Work to complete: The output should be identical to the entries that follow.

+++ Information provided

//! Local persistence for the tracker snapshot.
//!
//! The tracker writes its whole state under one fixed key after every
//! mutation. Stores only ever hold serialized text, never live state.
//!
//! ```text
//! <root>/
//!   fieldOfficerData.json   # Full tracker snapshot, overwritten on each change
//! ```

mod file;
mod memory;

use std::io;

use crate::model::Snapshot;

pub use file::FileStore;
pub use memory::MemoryStore;

/// The key the tracker snapshot is stored under.
pub const SNAPSHOT_KEY: &str = "fieldOfficerData";

/// Errors that can occur during storage operations.
#[derive(Debug, thiserror::Error)]
pub enum StorageError {
    #[error("I/O error: {0}")]
    Io(#[from] io::Error),

    #[error("JSON error: {0}")]
    Json(#[from] serde_json::Error),
}

pub type Result<T> = core::result::Result<T, StorageError>;

/// A string key-value store, the shape of browser local storage.
pub trait KeyValueStore {
    /// Returns the value under `key`, or `None` if nothing was stored.
    fn get(&self, key: &str) -> Result<Option<String>>;

    /// Replaces the value under `key`.
    fn set(&mut self, key: &str, value: &str) -> Result<()>;
}

/// Reads the tracker snapshot from a store.
///
/// An absent snapshot is the empty state. So is a malformed one:
/// it is logged and discarded rather than treated as an error.
pub fn load_snapshot(store: &impl KeyValueStore) -> Result<Snapshot> {
    let Some(json) = store.get(SNAPSHOT_KEY)? else {
        log::debug!("no snapshot stored, starting empty");
        return Ok(Snapshot::default());
    };
    match serde_json::from_str(&json) {
        Ok(snapshot) => {
            log::debug!("loaded snapshot ({} bytes)", json.len());
            Ok(snapshot)
        }
        Err(e) => {
            log::warn!("discarding malformed snapshot: {e}");
            Ok(Snapshot::default())
        }
    }
}

/// Overwrites the stored snapshot with `snapshot`.
pub fn save_snapshot(store: &mut impl KeyValueStore, snapshot: &Snapshot) -> Result<()> {
    let json = serde_json::to_string(snapshot)?;
    store.set(SNAPSHOT_KEY, &json)?;
    log::debug!("saved snapshot ({} bytes)", json.len());
    Ok(())
}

++++++

Task output:
//! Local persistence for the tracker snapshot.
//!
//! The tracker writes its whole state under one fixed key after every
//! mutation. Stores only ever hold serialized text, never live state.
//!
//! ```text
//! <root>/
//!   fieldOfficerData.json   # Full tracker snapshot, overwritten on each change
//! ```

mod file;
mod memory;

use std::io;

use crate::model::Snapshot;

pub use file::FileStore;
pub use memory::MemoryStore;

/// The key the tracker snapshot is stored under.
pub const SNAPSHOT_KEY: &str = "fieldOfficerData";

/// Errors that can occur during storage operations.
#[derive(Debug, thiserror::Error)]
pub enum StorageError {
    #[error("I/O error: {0}")]
    Io(#[from] io::Error),

    #[error("JSON error: {0}")]
    Json(#[from] serde_json::Error),
}

pub type Result<T> = core::result::Result<T, StorageError>;

/// A string key-value store, the shape of browser local storage.
pub trait KeyValueStore {
    /// Returns the value under `key`, or `None` if nothing was stored.
    fn get(&self, key: &str) -> Result<Option<String>>;

    /// Replaces the value under `key`.
    fn set(&mut self, key: &str, value: &str) -> Result<()>;
}

/// Reads the tracker snapshot from a store.
///
/// An absent snapshot is the empty state. So is a malformed one:
/// it is logged and discarded rather than treated as an error.
pub fn load_snapshot(store: &impl KeyValueStore) -> Result<Snapshot> {
    let Some(json) = store.get(SNAPSHOT_KEY)? else {
        log::debug!("no snapshot stored, starting empty");
        return Ok(Snapshot::default());
    };
    match serde_json::from_str(&json) {
        Ok(snapshot) => {
            log::debug!("loaded snapshot ({} bytes)", json.len());
            Ok(snapshot)
        }
        Err(e) => {
            log::warn!("discarding malformed snapshot: {e}");
            Ok(Snapshot::default())
        }
    }
}

/// Overwrites the stored snapshot with `snapshot`.
pub fn save_snapshot(store: &mut impl KeyValueStore, snapshot: &Snapshot) -> Result<()> {
    let json = serde_json::to_string(snapshot)?;
    store.set(SNAPSHOT_KEY, &json)?;
    log::debug!("saved snapshot ({} bytes)", json.len());
    Ok(())
}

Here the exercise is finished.